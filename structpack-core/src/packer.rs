//! Pack driver: values to bytes

use crate::codec::TypeCodec;
use crate::constants::PAD_BYTE;
use crate::error::StructError;
use crate::types::{FieldSpec, Mode, Value};
use bytes::{BufMut, Bytes, BytesMut};

#[cfg(feature = "logging")]
use tracing::debug;

/// Pack `values` following `fields`
///
/// Groups run in order. Before a group starts, the remaining values must cover
/// every unit of it:
/// - Strict: a shortfall fails the call and no bytes are returned
/// - Loose: a shortfall ends the scan; the bytes of all completed groups are
///   returned and the short group contributes nothing
///
/// Values beyond what the format consumes are ignored.
pub fn pack_fields(fields: &[FieldSpec], values: &[Value], mode: Mode) -> Result<Bytes, StructError> {
    if mode.is_strict() {
        let needed: usize = fields.iter().map(FieldSpec::value_count).sum();
        if values.len() < needed {
            return Err(StructError::NotEnoughValues {
                needed,
                available: values.len(),
            });
        }
    }

    let mut out = BytesMut::with_capacity(output_bound(fields, values.len()));
    let mut next = 0;

    for field in fields {
        if field.code.is_pad() {
            out.put_bytes(PAD_BYTE, field.byte_len());
            continue;
        }

        let needed = field.value_count();
        let remaining = values.len() - next;
        if remaining < needed {
            #[cfg(feature = "logging")]
            debug!(
                "Loose pack stopped at {:?}: {} values left, group needs {}",
                field.code, remaining, needed
            );

            break;
        }

        let codec = TypeCodec::get(field.code);
        for value in &values[next..next + needed] {
            codec.encode(value, field.unit_len(), field.order, &mut out)?;
        }
        next += needed;
    }

    Ok(out.freeze())
}

/// Length of the output a pack of `available` values produces
///
/// Walks the groups the values can complete, so the reservation follows the
/// input rather than the repeat counts of the format.
fn output_bound(fields: &[FieldSpec], available: usize) -> usize {
    let mut left = available;
    let mut len = 0;
    for field in fields {
        if !field.code.is_pad() {
            let needed = field.value_count();
            if left < needed {
                break;
            }
            left -= needed;
        }
        len += field.byte_len();
    }
    len
}

/// Pack into an existing buffer at `offset`, returning the number of bytes written
///
/// The buffer is left untouched when packing fails or the bytes do not fit.
pub fn pack_fields_into(
    fields: &[FieldSpec],
    buf: &mut [u8],
    offset: usize,
    values: &[Value],
    mode: Mode,
) -> Result<usize, StructError> {
    let packed = pack_fields(fields, values, mode)?;
    let available = buf.len().saturating_sub(offset);
    if offset > buf.len() || packed.len() > available {
        return Err(StructError::BufferTooSmall {
            needed: packed.len(),
            available,
        });
    }

    buf[offset..offset + packed.len()].copy_from_slice(&packed);
    Ok(packed.len())
}
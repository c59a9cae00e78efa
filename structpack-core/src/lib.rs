//! # Structpack Core
//!
//! Format-string driven conversion between typed scalar values and flat byte buffers.
//!
//! ```
//! use structpack_core::{pack, unpack, Mode, Value};
//!
//! let bytes = pack("<BH", &[Value::from(1u8), Value::from(0x0203u16)], Mode::Strict).unwrap();
//! assert_eq!(&bytes[..], &[1, 3, 2]);
//! assert_eq!(
//!     unpack("<BH", &bytes, Mode::Strict).unwrap(),
//!     vec![Value::UInt(1), Value::UInt(0x0203)]
//! );
//! ```
//!
//! ## Modules
//!
//! - `constants`: Grammar characters and limits
//! - `types`: Core types (Value, ByteOrder, Mode, FieldSpec)
//! - `codec`: Static per-type encode/decode table
//! - `format`: Format-string parser and `Layout`
//! - `packer`: Pack driver
//! - `unpacker`: Unpack driver
//! - `cache`: Process-wide layout cache (std only)

#![cfg_attr(not(feature = "std"), no_std)]
#![warn(missing_docs)]

extern crate alloc;

#[cfg(feature = "std")]
pub mod cache;
pub mod codec;
pub mod constants;
pub mod error;
pub mod format;
pub mod packer;
pub mod types;
pub mod unpacker;

// Re-export commonly used types
pub use codec::TypeCodec;
pub use error::StructError;
pub use format::{parse, Layout};
pub use types::{ByteOrder, FieldSpec, Mode, TypeCode, Value};

use alloc::vec::Vec;
use bytes::Bytes;

/// Result type alias for structpack operations
pub type Result<T> = core::result::Result<T, StructError>;

#[cfg(feature = "std")]
fn with_layout<T>(format: &str, f: impl FnOnce(&Layout) -> Result<T>) -> Result<T> {
    let layout = cache::layout(format)?;
    f(&*layout)
}

#[cfg(not(feature = "std"))]
fn with_layout<T>(format: &str, f: impl FnOnce(&Layout) -> Result<T>) -> Result<T> {
    f(&Layout::parse(format)?)
}

/// Total number of bytes described by `format`
pub fn calc_length(format: &str) -> Result<usize> {
    with_layout(format, |layout| Ok(layout.calc_length()))
}

/// Pack `values` according to `format`
///
/// Format errors, out-of-range and mismatched values always fail. A shortage
/// of values fails in [`Mode::Strict`] and truncates the output in [`Mode::Loose`].
pub fn pack(format: &str, values: &[Value], mode: Mode) -> Result<Bytes> {
    with_layout(format, |layout| layout.pack(values, mode))
}

/// Pack `values` into `buf` at `offset`, returning the number of bytes written
pub fn pack_into(
    format: &str,
    buf: &mut [u8],
    offset: usize,
    values: &[Value],
    mode: Mode,
) -> Result<usize> {
    with_layout(format, |layout| layout.pack_into(buf, offset, values, mode))
}

/// Unpack `bytes` according to `format`
///
/// A shortage of bytes fails in [`Mode::Strict`] and yields the decoded prefix
/// in [`Mode::Loose`].
pub fn unpack(format: &str, bytes: &[u8], mode: Mode) -> Result<Vec<Value>> {
    with_layout(format, |layout| layout.unpack(bytes, mode))
}

/// Unpack `bytes` starting at `offset`
pub fn unpack_from(format: &str, bytes: &[u8], offset: usize, mode: Mode) -> Result<Vec<Value>> {
    with_layout(format, |layout| layout.unpack_from(bytes, offset, mode))
}
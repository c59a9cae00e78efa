//! Process-wide cache of parsed layouts
//!
//! Parsing is a pure function of the format string, so layouts are memoized
//! per distinct format and shared behind an [`Arc`]. Lookups take a read lock;
//! only a miss takes the write lock. Parse errors are never stored.
//!
//! A cache holds at most its capacity of formats. Once full, misses are parsed
//! and returned without being stored, so formats built at runtime cannot grow
//! it without bound.

use crate::error::StructError;
use crate::format::Layout;
use std::collections::HashMap;
use std::sync::{Arc, OnceLock, RwLock};

#[cfg(feature = "logging")]
use tracing::debug;

/// Default number of formats a cache keeps
pub const DEFAULT_CAPACITY: usize = 1024;

/// A memo of parsed layouts keyed by format string
#[derive(Debug)]
pub struct FormatCache {
    layouts: RwLock<HashMap<String, Arc<Layout>>>,
    capacity: usize,
}

impl Default for FormatCache {
    fn default() -> Self {
        Self::with_capacity(DEFAULT_CAPACITY)
    }
}

impl FormatCache {
    /// Create an empty cache holding up to [`DEFAULT_CAPACITY`] formats
    pub fn new() -> Self {
        Self::default()
    }

    /// Create an empty cache holding up to `capacity` formats
    pub fn with_capacity(capacity: usize) -> Self {
        Self {
            layouts: RwLock::new(HashMap::new()),
            capacity,
        }
    }

    /// Maximum number of formats kept
    pub fn capacity(&self) -> usize {
        self.capacity
    }

    /// Return the cached layout for `format`, parsing it on first use
    pub fn get_or_parse(&self, format: &str) -> Result<Arc<Layout>, StructError> {
        if let Some(layout) = self.read().get(format) {
            return Ok(Arc::clone(layout));
        }

        let layout = Arc::new(Layout::parse(format)?);

        let mut layouts = self.write();
        if layouts.len() >= self.capacity && !layouts.contains_key(format) {
            #[cfg(feature = "logging")]
            debug!("Format cache full ({} entries), not storing {:?}", self.capacity, format);

            return Ok(layout);
        }

        #[cfg(feature = "logging")]
        debug!("Caching layout for format {:?}", format);

        // Another caller may have inserted it while we parsed
        let entry = layouts
            .entry(format.to_string())
            .or_insert_with(|| Arc::clone(&layout));
        Ok(Arc::clone(entry))
    }

    /// Number of cached formats
    pub fn len(&self) -> usize {
        self.read().len()
    }

    /// True if nothing has been cached yet
    pub fn is_empty(&self) -> bool {
        self.read().is_empty()
    }

    /// Drop every cached layout
    pub fn clear(&self) {
        self.write().clear();
    }

    fn read(&self) -> std::sync::RwLockReadGuard<'_, HashMap<String, Arc<Layout>>> {
        // Entries are only ever inserted whole, so a poisoned map is still consistent
        self.layouts.read().unwrap_or_else(|e| e.into_inner())
    }

    fn write(&self) -> std::sync::RwLockWriteGuard<'_, HashMap<String, Arc<Layout>>> {
        self.layouts.write().unwrap_or_else(|e| e.into_inner())
    }
}

/// The shared process-wide cache
pub fn global() -> &'static FormatCache {
    static CACHE: OnceLock<FormatCache> = OnceLock::new();
    CACHE.get_or_init(FormatCache::new)
}

/// Cached layout for `format` from the process-wide cache
pub fn layout(format: &str) -> Result<Arc<Layout>, StructError> {
    global().get_or_parse(format)
}
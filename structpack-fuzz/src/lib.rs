//! Fuzzing entry points for structpack-core
//!
//! To use with cargo-fuzz:
//! 1. Install cargo-fuzz: cargo install cargo-fuzz
//! 2. Run fuzzer: cargo fuzz run fuzz_unpack

use structpack_core::{Layout, Mode};

/// Parse arbitrary bytes as a format string
pub fn fuzz_parse(data: &[u8]) {
    let format = String::from_utf8_lossy(data);

    // Should either parse or return an error, never panic
    if let Ok(layout) = Layout::parse(&format) {
        let _ = layout.calc_length();
    }
}

/// Split the input at the first NUL into a format and a payload, then unpack
pub fn fuzz_unpack(data: &[u8]) {
    let (format, payload) = split_input(data);
    let Ok(layout) = Layout::parse(&format) else {
        return;
    };

    let _ = layout.unpack(payload, Mode::Strict);
    let _ = layout.unpack(payload, Mode::Loose);
}

/// Unpack with a format, then pack the values back; loose output must be a prefix of the input
pub fn fuzz_round_trip(data: &[u8]) {
    let (format, payload) = split_input(data);
    let Ok(layout) = Layout::parse(&format) else {
        return;
    };

    let Ok(values) = layout.unpack(payload, Mode::Loose) else {
        return;
    };

    let repacked = layout.pack(&values, Mode::Loose);
    if let Ok(bytes) = repacked {
        // Pascal strings and floats may renormalize, so only the length is checked
        assert!(bytes.len() <= layout.calc_length());
    }
}

fn split_input(data: &[u8]) -> (String, &[u8]) {
    match data.iter().position(|&b| b == 0) {
        Some(i) => (String::from_utf8_lossy(&data[..i]).into_owned(), &data[i + 1..]),
        None => (String::from_utf8_lossy(data).into_owned(), &[]),
    }
}

#[cfg(test)]
mod tests {
    use super::*;

    #[test]
    fn test_fuzz_parse_empty() {
        fuzz_parse(&[]);
    }

    #[test]
    fn test_fuzz_parse_garbage() {
        fuzz_parse(b"<99999999999999999999Q\xff\xfe");
    }

    #[test]
    fn test_fuzz_unpack_random() {
        fuzz_unpack(b"<BI3B\0\x02\x0a\x00\x00\x00\x04");
    }

    #[test]
    fn test_fuzz_unpack_no_payload() {
        fuzz_unpack(b">Qd10p");
    }

    #[test]
    fn test_fuzz_round_trip() {
        fuzz_round_trip(b"<4s2pHfx\0abcd\x09zz\x01\x02\x00\x00\x80\x7f\x00");
    }
}
use crate::convert::json_to_values;
use anyhow::{Context, Result};
use serde_json::Value as Json;
use std::fs;
use structpack_core::{Layout, Mode};
use tracing::{info, warn};

pub fn execute(
    format: &str,
    input: &str,
    output: Option<&str>,
    loose: bool,
    print_hex: bool,
) -> Result<()> {
    info!("Packing values from {} with format {:?}", input, format);

    let layout =
        Layout::parse(format).with_context(|| format!("Invalid format string: {:?}", format))?;

    // Read input JSON
    let content = super::read_input(input)?;
    let items: Vec<Json> =
        serde_json::from_slice(&content).with_context(|| "Failed to parse JSON input")?;

    info!("Found {} values to pack", items.len());

    let values = json_to_values(&layout, &items)?;
    let packed = layout
        .pack(&values, Mode::from_loose(loose))
        .with_context(|| format!("Failed to pack {} values", values.len()))?;

    if packed.len() < layout.calc_length() {
        warn!(
            "Output truncated: {} of {} bytes packed",
            packed.len(),
            layout.calc_length()
        );
    }

    if let Some(output_path) = output {
        fs::write(output_path, &packed)
            .with_context(|| format!("Failed to write output file: {}", output_path))?;

        info!("Successfully packed {} bytes to {}", packed.len(), output_path);
    }

    if print_hex || output.is_none() {
        println!("{}", hex::encode(&packed));
    }

    Ok(())
}
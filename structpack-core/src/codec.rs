//! Per-type encode/decode table
//!
//! Every type code maps to one static [`TypeCodec`] entry holding its width and
//! its value class. Integers are serialized by emitting the big-endian byte
//! sequence and reversing it for little-endian output; decoding reverses first
//! and then folds the bytes with shift-and-combine.
//!
//! Range policy: integer codes up to 32 bits reject values outside their
//! range with [`StructError::OutOfRange`]. The 64-bit codes `q` and `Q` wrap
//! modulo 2^64, so any `Int` or `UInt` is accepted and both codes produce the
//! same bytes for the same bit pattern. For `f`, a finite value whose nearest
//! binary32 is infinite fails with [`StructError::FloatOverflow`]; infinities
//! and NaN pass through unchanged.

use crate::constants::{MAX_PASCAL_LEN, PAD_BYTE};
use crate::error::StructError;
use crate::types::{ByteOrder, TypeCode, Value};
use bytes::{BufMut, BytesMut};

/// Value class of a type code
#[derive(Debug, Clone, Copy, PartialEq, Eq)]
pub enum CodecKind {
    /// Zero byte, no value
    Pad,
    /// Two's-complement integer
    Signed,
    /// Unsigned integer
    Unsigned,
    /// IEEE-754 float of the codec width
    Float,
    /// Fixed-length byte string
    Str,
    /// Byte string with a one-byte length prefix
    Pascal,
}

/// One entry of the codec table
#[derive(Debug, PartialEq, Eq)]
pub struct TypeCodec {
    /// Type code served by this entry
    pub code: TypeCode,
    /// Width in bytes of one element
    pub width: usize,
    /// Value class
    pub kind: CodecKind,
}

const fn entry(code: TypeCode, width: usize, kind: CodecKind) -> TypeCodec {
    TypeCodec { code, width, kind }
}

/// The codec table, indexed by `TypeCode as usize`
pub static CODECS: [TypeCodec; 15] = [
    entry(TypeCode::Pad, 1, CodecKind::Pad),
    entry(TypeCode::I8, 1, CodecKind::Signed),
    entry(TypeCode::U8, 1, CodecKind::Unsigned),
    entry(TypeCode::I16, 2, CodecKind::Signed),
    entry(TypeCode::U16, 2, CodecKind::Unsigned),
    entry(TypeCode::I32, 4, CodecKind::Signed),
    entry(TypeCode::U32, 4, CodecKind::Unsigned),
    entry(TypeCode::Long, 4, CodecKind::Signed),
    entry(TypeCode::ULong, 4, CodecKind::Unsigned),
    entry(TypeCode::I64, 8, CodecKind::Signed),
    entry(TypeCode::U64, 8, CodecKind::Unsigned),
    entry(TypeCode::F32, 4, CodecKind::Float),
    entry(TypeCode::F64, 8, CodecKind::Float),
    entry(TypeCode::Str, 1, CodecKind::Str),
    entry(TypeCode::Pascal, 1, CodecKind::Pascal),
];

impl TypeCodec {
    /// Entry for a type code
    pub fn get(code: TypeCode) -> &'static TypeCodec {
        &CODECS[code as usize]
    }

    /// Entry for a format character, if it is a type code
    pub fn lookup(c: char) -> Option<&'static TypeCodec> {
        TypeCode::from_char(c).map(Self::get)
    }

    /// True for signed integer codes
    pub const fn is_signed(&self) -> bool {
        matches!(self.kind, CodecKind::Signed)
    }

    /// Encode one unit of `unit_len` bytes into `out`
    ///
    /// `unit_len` equals the width for scalars and the repeat count for strings.
    pub fn encode(
        &self,
        value: &Value,
        unit_len: usize,
        order: ByteOrder,
        out: &mut BytesMut,
    ) -> Result<(), StructError> {
        match self.kind {
            CodecKind::Pad => out.put_bytes(PAD_BYTE, unit_len),
            CodecKind::Signed | CodecKind::Unsigned => {
                let raw = self.integer_bits(value)?;
                put_uint(out, raw, self.width, order);
            }
            CodecKind::Float => {
                let v = value.as_f64().ok_or_else(|| self.mismatch(value))?;
                let raw = if self.width == 4 {
                    let narrowed = v as f32;
                    if narrowed.is_infinite() && v.is_finite() {
                        return Err(StructError::FloatOverflow {
                            code: self.code.as_char(),
                        });
                    }
                    u64::from(narrowed.to_bits())
                } else {
                    v.to_bits()
                };
                put_uint(out, raw, self.width, order);
            }
            CodecKind::Str => {
                let data = value.as_bytes().ok_or_else(|| self.mismatch(value))?;
                let n = data.len().min(unit_len);
                out.put_slice(&data[..n]);
                out.put_bytes(PAD_BYTE, unit_len - n);
            }
            CodecKind::Pascal => {
                let data = value.as_bytes().ok_or_else(|| self.mismatch(value))?;
                let n = data
                    .len()
                    .min(unit_len.saturating_sub(1))
                    .min(MAX_PASCAL_LEN);
                out.put_u8(n as u8);
                out.put_slice(&data[..n]);
                out.put_bytes(PAD_BYTE, unit_len.saturating_sub(n + 1));
            }
        }
        Ok(())
    }

    /// Decode one unit; `bytes` holds exactly the unit's bytes
    ///
    /// Returns `None` for pad codes.
    pub fn decode(&self, bytes: &[u8], order: ByteOrder) -> Option<Value> {
        let value = match self.kind {
            CodecKind::Pad => return None,
            CodecKind::Signed => {
                let shift = 64 - 8 * self.width as u32;
                let raw = accumulate(bytes, order);
                Value::Int(((raw << shift) as i64) >> shift)
            }
            CodecKind::Unsigned => Value::UInt(accumulate(bytes, order)),
            CodecKind::Float => {
                let raw = accumulate(bytes, order);
                if self.width == 4 {
                    Value::Float(f64::from(f32::from_bits(raw as u32)))
                } else {
                    Value::Float(f64::from_bits(raw))
                }
            }
            CodecKind::Str => Value::Bytes(bytes.to_vec()),
            CodecKind::Pascal => {
                let (&len, data) = bytes.split_first()?;
                let n = usize::from(len).min(data.len());
                Value::Bytes(data[..n].to_vec())
            }
        };
        Some(value)
    }

    /// Bit pattern of an integer value, checked against the codec width
    fn integer_bits(&self, value: &Value) -> Result<u64, StructError> {
        let wide = match *value {
            Value::Int(v) => i128::from(v),
            Value::UInt(v) => i128::from(v),
            _ => return Err(self.mismatch(value)),
        };

        let bits = 8 * self.width as u32;
        if bits == 64 {
            // Wraps modulo 2^64
            return Ok(wide as u64);
        }

        let (min, max) = if self.is_signed() {
            (-(1i128 << (bits - 1)), (1i128 << (bits - 1)) - 1)
        } else {
            (0, (1i128 << bits) - 1)
        };
        if wide < min || wide > max {
            return Err(StructError::OutOfRange {
                code: self.code.as_char(),
                value: wide,
            });
        }

        Ok((wide as u64) & ((1u64 << bits) - 1))
    }

    fn mismatch(&self, value: &Value) -> StructError {
        StructError::TypeMismatch {
            code: self.code.as_char(),
            found: value.kind(),
        }
    }
}

/// Write the low `width` bytes of `raw` in the requested order
fn put_uint(out: &mut BytesMut, raw: u64, width: usize, order: ByteOrder) {
    let be = raw.to_be_bytes();
    let bytes = &be[be.len() - width..];
    match order {
        ByteOrder::Big => out.put_slice(bytes),
        ByteOrder::Little => {
            for &b in bytes.iter().rev() {
                out.put_u8(b);
            }
        }
    }
}

/// Fold up to 8 bytes into an integer, most-significant byte first after ordering
fn accumulate(bytes: &[u8], order: ByteOrder) -> u64 {
    let combine = |acc: u64, &b: &u8| (acc << 8) | u64::from(b);
    match order {
        ByteOrder::Big => bytes.iter().fold(0, combine),
        ByteOrder::Little => bytes.iter().rev().fold(0, combine),
    }
}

Exercise goal: Set the entries down again exactly, beginning with their first line and ending with the line that contains "consumes are ignored."; omit all other lines.

Solution:
filename structpack-core/src/packer.rs
//! Pack driver: values to bytes

use crate::codec::TypeCodec;
use crate::constants::PAD_BYTE;
use crate::error::StructError;
use crate::types::{FieldSpec, Mode, Value};
use bytes::{BufMut, Bytes, BytesMut};

#[cfg(feature = "logging")]
use tracing::debug;

/// Pack `values` following `fields`
///
/// Groups run in order. Before a group starts, the remaining values must cover
/// every unit of it:
/// - Strict: a shortfall fails the call and no bytes are returned
/// - Loose: a shortfall ends the scan; the bytes of all completed groups are
///   returned and the short group contributes nothing
///
/// Values beyond what the format consumes are ignored.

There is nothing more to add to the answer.